Joel Perez Rios
Poeta recién llegado
¿Si un hombre alegara que la luna es de queso,
mas que con un beso a lo infinito alcanzaría,
habrá perdido la razón... quién lo diría?
Un sabio en alegría, sabría que es algo denso.
Un sabio dice: Soy tan listo que no puedo controlarme.
¿Será que el educado, por su rica lucha está fallando?
Quizás algo muy fuerte en su interior está pasando
y trasnochado va pensando como explicarme.
Qué pensarías si una mujer exclamara con decir rotundo:
Soy querida como un rubí, ave hermosa y deseada.
¿Pensarían que ella perdió la cordura en su almohada?
Mejor no decir nada, si lo que siente la dama es profundo.
Que viva lo que sea, porque el hombre ni el sabio son locos;
tampoco aquella mujer hermosa y querida sufre un dolor.

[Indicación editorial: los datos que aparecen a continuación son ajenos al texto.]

use crate::{
    dtos::movie_session::{
        MovieSessionDetail, MovieSessionListItem, MovieSessionQueryParams, MovieSessionResponse,
    },
    error::ApiError,
    extractors::{Params, Payload},
    state::AppState,
};
use axum::{
    Json,
    extract::{Path, State},
    http::StatusCode,
};
use database::services::movie_session::MovieSessionService;
use models::movie_session::{MovieSessionFilter, MovieSessionInput};

/// List sessions with remaining ticket counts
#[utoipa::path(
    get,
    path = "/movie_sessions",
    params(MovieSessionQueryParams),
    responses(
        (status = 200, description = "Matching sessions ordered by show time", body = [MovieSessionListItem]),
        (status = 400, description = "Malformed date or movie id")
    ),
    tag = "Movie sessions"
)]
pub async fn list_movie_sessions(
    State(state): State<AppState>,
    Params(params): Params<MovieSessionQueryParams>,
) -> Result<Json<Vec<MovieSessionListItem>>, ApiError> {
    let filter = MovieSessionFilter {
        date: params.date,
        movie: params.movie,
    };

    let sessions = MovieSessionService::list(&state.db, &filter).await?;
    Ok(Json(
        sessions
            .into_iter()
            .map(MovieSessionListItem::from)
            .collect(),
    ))
}

/// Get a session with the seats already taken
#[utoipa::path(
    get,
    path = "/movie_sessions/{id}",
    params(("id" = i32, Path, description = "Movie session ID")),
    responses(
        (status = 200, description = "Session with taken places", body = MovieSessionDetail),
        (status = 404, description = "Movie session not found")
    ),
    tag = "Movie sessions"
)]
pub async fn get_movie_session(
    State(state): State<AppState>,
    Path(id): Path<i32>,
) -> Result<Json<MovieSessionDetail>, ApiError> {
    let availability = MovieSessionService::availability(&state.db, id).await?;
    Ok(Json(availability.into()))
}

/// Schedule a session
#[utoipa::path(
    post,
    path = "/movie_sessions",
    request_body = MovieSessionInput,
    responses(
        (status = 201, description = "Movie session created", body = MovieSessionResponse),
        (status = 400, description = "Invalid fields or unknown movie/hall")
    ),
    tag = "Movie sessions"
)]
pub async fn create_movie_session(
    State(state): State<AppState>,
    Payload(input): Payload<MovieSessionInput>,
) -> Result<(StatusCode, Json<MovieSessionResponse>), ApiError> {
    let session = MovieSessionService::create(&state.db, input).await?;
    Ok((StatusCode::CREATED, Json(session.into())))
}

/// Replace a session
#[utoipa::path(
    put,
    path = "/movie_sessions/{id}",
    params(("id" = i32, Path, description = "Movie session ID")),
    request_body = MovieSessionInput,
    responses(
        (status = 200, description = "Movie session updated", body = MovieSessionResponse),
        (status = 400, description = "Invalid fields or unknown movie/hall"),
        (status = 404, description = "Movie session not found")
    ),
    tag = "Movie sessions"
)]
pub async fn update_movie_session(
    State(state): State<AppState>,
    Path(id): Path<i32>,
    Payload(input): Payload<MovieSessionInput>,
) -> Result<Json<MovieSessionResponse>, ApiError> {
    let session = MovieSessionService::update(&state.db, id, input, false).await?;
    Ok(Json(session.into()))
}

/// Partially update a session
#[utoipa::path(
    patch,
    path = "/movie_sessions/{id}",
    params(("id" = i32, Path, description = "Movie session ID")),
    request_body = MovieSessionInput,
    responses(
        (status = 200, description = "Movie session updated", body = MovieSessionResponse),
        (status = 400, description = "Invalid fields or unknown movie/hall"),
        (status = 404, description = "Movie session not found")
    ),
    tag = "Movie sessions"
)]
pub async fn patch_movie_session(
    State(state): State<AppState>,
    Path(id): Path<i32>,
    Payload(input): Payload<MovieSessionInput>,
) -> Result<Json<MovieSessionResponse>, ApiError> {
    let session = MovieSessionService::update(&state.db, id, input, true).await?;
    Ok(Json(session.into()))
}

/// Cancel a session; its tickets go with it
#[utoipa::path(
    delete,
    path = "/movie_sessions/{id}",
    params(("id" = i32, Path, description = "Movie session ID")),
    responses(
        (status = 204, description = "Movie session deleted"),
        (status = 404, description = "Movie session not found")
    ),
    tag = "Movie sessions"
)]
pub async fn delete_movie_session(
    State(state): State<AppState>,
    Path(id): Path<i32>,
) -> Result<StatusCode, ApiError> {
    MovieSessionService::delete(&state.db, id).await?;
    Ok(StatusCode::NO_CONTENT)
}
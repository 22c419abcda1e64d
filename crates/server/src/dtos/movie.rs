use super::catalog::{ActorResponse, GenreResponse};
use database::services::movie::MovieWithRelations;
use serde::{Deserialize, Serialize};
use utoipa::{IntoParams, ToSchema};

/// Movie as shown in the list view, without its description
#[derive(Debug, Serialize, ToSchema)]
pub struct MovieListItem {
    pub id: i32,
    pub title: String,
    pub duration: i32,
    /// Genre names
    pub genres: Vec<String>,
    /// Actor full names
    pub actors: Vec<String>,
}

impl From<MovieWithRelations> for MovieListItem {
    fn from(data: MovieWithRelations) -> Self {
        Self {
            id: data.movie.id,
            title: data.movie.title,
            duration: data.movie.duration,
            genres: data.genres.into_iter().map(|g| g.name).collect(),
            actors: data.actors.iter().map(|a| a.full_name()).collect(),
        }
    }
}

/// Movie with its genres and actors expanded
#[derive(Debug, Serialize, ToSchema)]
pub struct MovieDetail {
    pub id: i32,
    pub title: String,
    pub description: String,
    pub duration: i32,
    pub genres: Vec<GenreResponse>,
    pub actors: Vec<ActorResponse>,
}

impl From<MovieWithRelations> for MovieDetail {
    fn from(data: MovieWithRelations) -> Self {
        Self {
            id: data.movie.id,
            title: data.movie.title,
            description: data.movie.description,
            duration: data.movie.duration,
            genres: data.genres.into_iter().map(GenreResponse::from).collect(),
            actors: data.actors.into_iter().map(ActorResponse::from).collect(),
        }
    }
}

/// Movie as returned from create and update, associations as ids
#[derive(Debug, Serialize, ToSchema)]
pub struct MovieResponse {
    pub id: i32,
    pub title: String,
    pub description: String,
    pub duration: i32,
    pub genres: Vec<i32>,
    pub actors: Vec<i32>,
}

impl From<MovieWithRelations> for MovieResponse {
    fn from(data: MovieWithRelations) -> Self {
        Self {
            id: data.movie.id,
            title: data.movie.title,
            description: data.movie.description,
            duration: data.movie.duration,
            genres: data.genres.iter().map(|g| g.id).collect(),
            actors: data.actors.iter().map(|a| a.id).collect(),
        }
    }
}

#[derive(Debug, Deserialize, IntoParams)]
pub struct MovieQueryParams {
    /// Case-insensitive substring of the title
    pub title: Option<String>,
    /// Comma-separated genre ids
    pub genres: Option<String>,
    /// Comma-separated actor ids
    pub actors: Option<String>,
}
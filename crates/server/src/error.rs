use axum::{
    Json,
    http::StatusCode,
    response::{IntoResponse, Response},
};
use database::services::ServiceError;
use log::error;
use models::validation::FieldErrors;
use serde_json::json;
use thiserror::Error;

/// Everything a handler can fail with, mapped onto an HTTP response
#[derive(Debug, Error)]
pub enum ApiError {
    #[error(transparent)]
    Service(#[from] ServiceError),

    /// Request could not be decoded or failed checks outside the services
    #[error("bad request: {0}")]
    BadRequest(FieldErrors),

    #[error("authentication credentials were not provided")]
    Unauthenticated,
}

impl From<FieldErrors> for ApiError {
    fn from(errors: FieldErrors) -> Self {
        Self::BadRequest(errors)
    }
}

impl IntoResponse for ApiError {
    fn into_response(self) -> Response {
        match self {
            // Seat conflicts share the validation status and body shape
            Self::BadRequest(errors)
            | Self::Service(ServiceError::Validation(errors))
            | Self::Service(ServiceError::Conflict(errors)) => {
                (StatusCode::BAD_REQUEST, Json(errors)).into_response()
            }
            Self::Service(ServiceError::NotFound { .. }) => (
                StatusCode::NOT_FOUND,
                Json(json!({ "detail": "Not found." })),
            )
                .into_response(),
            Self::Unauthenticated => (
                StatusCode::UNAUTHORIZED,
                Json(json!({ "detail": "Authentication credentials were not provided." })),
            )
                .into_response(),
            Self::Service(ServiceError::Database(err)) => {
                error!("Database error: {err}");
                (
                    StatusCode::INTERNAL_SERVER_ERROR,
                    Json(json!({ "detail": "Internal server error." })),
                )
                    .into_response()
            }
        }
    }
}
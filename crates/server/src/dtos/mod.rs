pub mod catalog;
pub mod movie;
pub mod movie_session;
pub mod order;
use sea_orm::entity::prelude::*;
use serde::{Deserialize, Serialize};

#[derive(Clone, Debug, PartialEq, Eq, DeriveEntityModel, Serialize, Deserialize)]
#[sea_orm(table_name = "movie_sessions")]
pub struct Model {
    #[sea_orm(primary_key)]
    pub id: i32,
    pub show_time: DateTime,
    pub movie_id: i32,
    pub cinema_hall_id: i32,
}

#[derive(Copy, Clone, Debug, EnumIter, DeriveRelation)]
pub enum Relation {
    #[sea_orm(
        belongs_to = "super::movie::Entity",
        from = "Column::MovieId",
        to = "super::movie::Column::Id",
        on_delete = "Cascade"
    )]
    Movie,
    #[sea_orm(
        belongs_to = "super::cinema_hall::Entity",
        from = "Column::CinemaHallId",
        to = "super::cinema_hall::Column::Id",
        on_delete = "Cascade"
    )]
    CinemaHall,
    #[sea_orm(has_many = "super::ticket::Entity")]
    Tickets,
}

impl Related<super::movie::Entity> for Entity {
    fn to() -> RelationDef {
        Relation::Movie.def()
    }
}

impl Related<super::cinema_hall::Entity> for Entity {
    fn to() -> RelationDef {
        Relation::CinemaHall.def()
    }
}

impl Related<super::ticket::Entity> for Entity {
    fn to() -> RelationDef {
        Relation::Tickets.def()
    }
}

impl ActiveModelBehavior for ActiveModel {}
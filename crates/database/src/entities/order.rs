use sea_orm::entity::prelude::*;
use serde::{Deserialize, Serialize};

#[derive(Clone, Debug, PartialEq, Eq, DeriveEntityModel, Serialize, Deserialize)]
#[sea_orm(table_name = "orders")]
pub struct Model {
    #[sea_orm(primary_key)]
    pub id: i32,
    pub created_at: DateTime,
    /// Subject of the bearer token that placed the order
    pub user_id: String,
}

#[derive(Copy, Clone, Debug, EnumIter, DeriveRelation)]
pub enum Relation {
    #[sea_orm(has_many = "super::ticket::Entity")]
    Tickets,
}

impl Related<super::ticket::Entity> for Entity {
    fn to() -> RelationDef {
        Relation::Tickets.def()
    }
}

impl ActiveModelBehavior for ActiveModel {}
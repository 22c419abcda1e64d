use crate::{dtos::catalog::ActorResponse, error::ApiError, extractors::Payload, state::AppState};
use axum::{
    Json,
    extract::{Path, State},
    http::StatusCode,
};
use database::services::actor::ActorService;
use models::catalog::ActorInput;

/// List all actors
#[utoipa::path(
    get,
    path = "/actors",
    responses(
        (status = 200, description = "All actors", body = [ActorResponse])
    ),
    tag = "Actors"
)]
pub async fn list_actors(
    State(state): State<AppState>,
) -> Result<Json<Vec<ActorResponse>>, ApiError> {
    let actors = ActorService::list(&state.db).await?;
    Ok(Json(actors.into_iter().map(ActorResponse::from).collect()))
}

/// Get an actor by ID
#[utoipa::path(
    get,
    path = "/actors/{id}",
    params(("id" = i32, Path, description = "Actor ID")),
    responses(
        (status = 200, description = "Actor found", body = ActorResponse),
        (status = 404, description = "Actor not found")
    ),
    tag = "Actors"
)]
pub async fn get_actor(
    State(state): State<AppState>,
    Path(id): Path<i32>,
) -> Result<Json<ActorResponse>, ApiError> {
    Ok(Json(ActorService::get(&state.db, id).await?.into()))
}

/// Create an actor
#[utoipa::path(
    post,
    path = "/actors",
    request_body = ActorInput,
    responses(
        (status = 201, description = "Actor created", body = ActorResponse),
        (status = 400, description = "Invalid actor data")
    ),
    tag = "Actors"
)]
pub async fn create_actor(
    State(state): State<AppState>,
    Payload(input): Payload<ActorInput>,
) -> Result<(StatusCode, Json<ActorResponse>), ApiError> {
    let actor = ActorService::create(&state.db, input).await?;
    Ok((StatusCode::CREATED, Json(actor.into())))
}

/// Replace an actor
#[utoipa::path(
    put,
    path = "/actors/{id}",
    params(("id" = i32, Path, description = "Actor ID")),
    request_body = ActorInput,
    responses(
        (status = 200, description = "Actor updated", body = ActorResponse),
        (status = 400, description = "Invalid actor data"),
        (status = 404, description = "Actor not found")
    ),
    tag = "Actors"
)]
pub async fn update_actor(
    State(state): State<AppState>,
    Path(id): Path<i32>,
    Payload(input): Payload<ActorInput>,
) -> Result<Json<ActorResponse>, ApiError> {
    let updated = ActorService::update(&state.db, id, input, false).await?;
    Ok(Json(updated.into()))
}

/// Partially update an actor
#[utoipa::path(
    patch,
    path = "/actors/{id}",
    params(("id" = i32, Path, description = "Actor ID")),
    request_body = ActorInput,
    responses(
        (status = 200, description = "Actor updated", body = ActorResponse),
        (status = 400, description = "Invalid actor data"),
        (status = 404, description = "Actor not found")
    ),
    tag = "Actors"
)]
pub async fn patch_actor(
    State(state): State<AppState>,
    Path(id): Path<i32>,
    Payload(input): Payload<ActorInput>,
) -> Result<Json<ActorResponse>, ApiError> {
    let updated = ActorService::update(&state.db, id, input, true).await?;
    Ok(Json(updated.into()))
}

/// Delete an actor
#[utoipa::path(
    delete,
    path = "/actors/{id}",
    params(("id" = i32, Path, description = "Actor ID")),
    responses(
        (status = 204, description = "Actor deleted"),
        (status = 404, description = "Actor not found")
    ),
    tag = "Actors"
)]
pub async fn delete_actor(
    State(state): State<AppState>,
    Path(id): Path<i32>,
) -> Result<StatusCode, ApiError> {
    ActorService::delete(&state.db, id).await?;
    Ok(StatusCode::NO_CONTENT)
}
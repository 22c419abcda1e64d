#![allow(dead_code)]

use chrono::{NaiveDate, NaiveDateTime};
use database::{
    entities::{cinema_hall, movie, movie_session},
    services::{
        cinema_hall::CinemaHallService, movie::MovieService,
        movie_session::MovieSessionService,
    },
};
use migration::{Migrator, MigratorTrait};
use models::{
    catalog::CinemaHallInput, movie::MovieInput, movie_session::MovieSessionInput,
    order::TicketRequest,
};
use sea_orm::{Database, DatabaseConnection};

/// Fresh in-memory database with every migration applied
pub async fn setup() -> DatabaseConnection {
    let db = Database::connect("sqlite::memory:").await.unwrap();
    Migrator::up(&db, None).await.unwrap();
    db
}

pub fn at(year: i32, month: u32, day: u32, hour: u32) -> NaiveDateTime {
    NaiveDate::from_ymd_opt(year, month, day)
        .unwrap()
        .and_hms_opt(hour, 0, 0)
        .unwrap()
}

pub async fn hall(db: &DatabaseConnection, rows: i32, seats_in_row: i32) -> cinema_hall::Model {
    CinemaHallService::create(
        db,
        CinemaHallInput {
            name: Some(format!("Hall {rows}x{seats_in_row}")),
            rows: Some(rows),
            seats_in_row: Some(seats_in_row),
        },
    )
    .await
    .unwrap()
}

pub async fn movie(db: &DatabaseConnection, title: &str) -> movie::Model {
    MovieService::create(
        db,
        MovieInput {
            title: Some(title.to_string()),
            description: Some(format!("About {title}")),
            duration: Some(120),
            ..Default::default()
        },
    )
    .await
    .unwrap()
    .movie
}

pub async fn session(
    db: &DatabaseConnection,
    movie_id: i32,
    hall_id: i32,
    show_time: NaiveDateTime,
) -> movie_session::Model {
    MovieSessionService::create(
        db,
        MovieSessionInput {
            show_time: Some(show_time),
            movie: Some(movie_id),
            cinema_hall: Some(hall_id),
        },
    )
    .await
    .unwrap()
}

pub fn ticket(movie_session: i32, row: i32, seat: i32) -> TicketRequest {
    TicketRequest {
        movie_session,
        row,
        seat,
    }
}
use sea_orm_migration::prelude::*;

#[async_std::main]
async fn main() {
    cli::run_cli(migration::Migrator).await;
}
//! Clocks and time windows.
//!
//! All timestamps produced by a discovery run come from an injected `Clock`,
//! so a run replayed with a `FixedClock` is bit-for-bit reproducible.

use std::sync::atomic::{AtomicI64, Ordering};

use chrono::{DateTime, Duration, Utc};
use serde::{Deserialize, Serialize};

use crate::error::ConfigurationError;

/// Source of the current time.
pub trait Clock: Send + Sync {
    /// Returns the current instant.
    fn now(&self) -> DateTime<Utc>;
}

/// Wall clock.
#[derive(Debug, Default, Clone, Copy)]
pub struct SystemClock;

impl Clock for SystemClock {
    fn now(&self) -> DateTime<Utc> {
        Utc::now()
    }
}

/// A clock frozen at a fixed instant, optionally advanced by hand.
#[derive(Debug)]
pub struct FixedClock {
    micros: AtomicI64,
}

impl FixedClock {
    /// Creates a clock frozen at `at`.
    #[must_use]
    pub fn new(at: DateTime<Utc>) -> Self {
        Self {
            micros: AtomicI64::new(at.timestamp_micros()),
        }
    }

    /// Moves the clock forward.
    pub fn advance(&self, by: Duration) {
        let delta = by.num_microseconds().unwrap_or(i64::MAX);
        self.micros.fetch_add(delta, Ordering::SeqCst);
    }
}

impl Clock for FixedClock {
    fn now(&self) -> DateTime<Utc> {
        let micros = self.micros.load(Ordering::SeqCst);
        DateTime::<Utc>::from_timestamp_micros(micros).unwrap_or(DateTime::<Utc>::UNIX_EPOCH)
    }
}

/// A half-open window of time: `[from, to)`.
#[derive(Debug, Clone, Copy, PartialEq, Eq, Hash, Serialize, Deserialize)]
pub struct TimeWindow {
    /// Start of the window (inclusive).
    pub from: DateTime<Utc>,

    /// End of the window (exclusive).
    pub to: DateTime<Utc>,
}

impl TimeWindow {
    /// Creates a window.
    ///
    /// # Errors
    ///
    /// Returns `ConfigurationError::OutOfRange` if `from >= to`.
    pub fn new(from: DateTime<Utc>, to: DateTime<Utc>) -> Result<Self, ConfigurationError> {
        if from >= to {
            #[allow(clippy::cast_precision_loss)]
            return Err(ConfigurationError::OutOfRange {
                field: "time_window".to_string(),
                value: (to - from).num_seconds() as f64,
                min: 1.0,
                max: f64::MAX,
            });
        }
        Ok(Self { from, to })
    }

    /// The window of length `horizon` ending at `now`.
    ///
    /// A non-positive horizon yields a one-microsecond window.
    #[must_use]
    pub fn trailing(now: DateTime<Utc>, horizon: Duration) -> Self {
        let horizon = if horizon > Duration::zero() {
            horizon
        } else {
            Duration::microseconds(1)
        };
        Self {
            from: now
                .checked_sub_signed(horizon)
                .unwrap_or(DateTime::<Utc>::MIN_UTC),
            to: now,
        }
    }

    /// The window of `days` days ending at `now`.
    ///
    /// Horizons reaching past the representable range start at
    /// `DateTime::<Utc>::MIN_UTC`.
    #[must_use]
    pub fn trailing_days(now: DateTime<Utc>, days: i64) -> Self {
        if days <= 0 {
            return Self::trailing(now, Duration::zero());
        }
        match Duration::try_days(days) {
            Some(horizon) => Self::trailing(now, horizon),
            None => Self {
                from: DateTime::<Utc>::MIN_UTC,
                to: now,
            },
        }
    }

    /// Check if a timestamp falls within this window.
    #[must_use]
    pub fn contains(&self, time: DateTime<Utc>) -> bool {
        time >= self.from && time < self.to
    }

    /// Length of the window.
    #[must_use]
    pub fn duration(&self) -> Duration {
        self.to - self.from
    }
}

#[cfg(test)]
mod tests {
    use super::*;
    use chrono::TimeZone;

    #[test]
    fn window_rejects_inverted_range() {
        let now = Utc::now();
        assert!(TimeWindow::new(now, now).is_err());
        assert!(TimeWindow::new(now, now - Duration::seconds(1)).is_err());
        assert!(TimeWindow::new(now - Duration::seconds(1), now).is_ok());
    }

    #[test]
    fn window_is_half_open() {
        let now = Utc::now();
        let window = TimeWindow::trailing(now, Duration::days(30));
        assert!(window.contains(now - Duration::days(30)));
        assert!(window.contains(now - Duration::days(1)));
        assert!(!window.contains(now));
        assert!(!window.contains(now - Duration::days(31)));
        assert_eq!(window.duration(), Duration::days(30));
    }

    #[test]
    fn trailing_with_zero_horizon_is_not_empty() {
        let now = Utc::now();
        let window = TimeWindow::trailing(now, Duration::zero());
        assert!(window.from < window.to);
    }

    #[test]
    fn oversized_horizon_clamps_to_earliest_instant() {
        let now = Utc.with_ymd_and_hms(2026, 3, 1, 12, 0, 0).unwrap();
        let window = TimeWindow::trailing_days(now, 1_000_000_000);
        assert_eq!(window.from, DateTime::<Utc>::MIN_UTC);
        assert_eq!(window.to, now);

        let window = TimeWindow::trailing_days(now, i64::MAX);
        assert_eq!(window.from, DateTime::<Utc>::MIN_UTC);

        let window = TimeWindow::trailing(now, Duration::days(1_000_000_000));
        assert_eq!(window.from, DateTime::<Utc>::MIN_UTC);
    }

    #[test]
    fn fixed_clock_is_frozen_until_advanced() {
        let at = Utc.with_ymd_and_hms(2026, 3, 1, 12, 0, 0).unwrap();
        let clock = FixedClock::new(at);
        assert_eq!(clock.now(), at);
        assert_eq!(clock.now(), at);
        clock.advance(Duration::minutes(5));
        assert_eq!(clock.now(), at + Duration::minutes(5));
    }
}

Es que se han tatuado cuatro letras en las almas con amor,
que los eleva rápido y muy alto... mas los baja poco a poco.
Estas cuatro letras, mucho más que concretas, son el amor;
quien trenza la fuerza de mil caballos apresurando su galope,
se alza en suspirar arrasando cien mil puertas con un toque
mas se jacta de inmensa fuerza..., si recuerdan su valor.
Divino sentir que bautiza al hombre en un buen señor
transformando una historia vieja, en un cuento de hadas.
Con el amor: vive un amado, renace una mujer enamorada,
se baña el alma de atractivos; y se entrega todo sin dolor.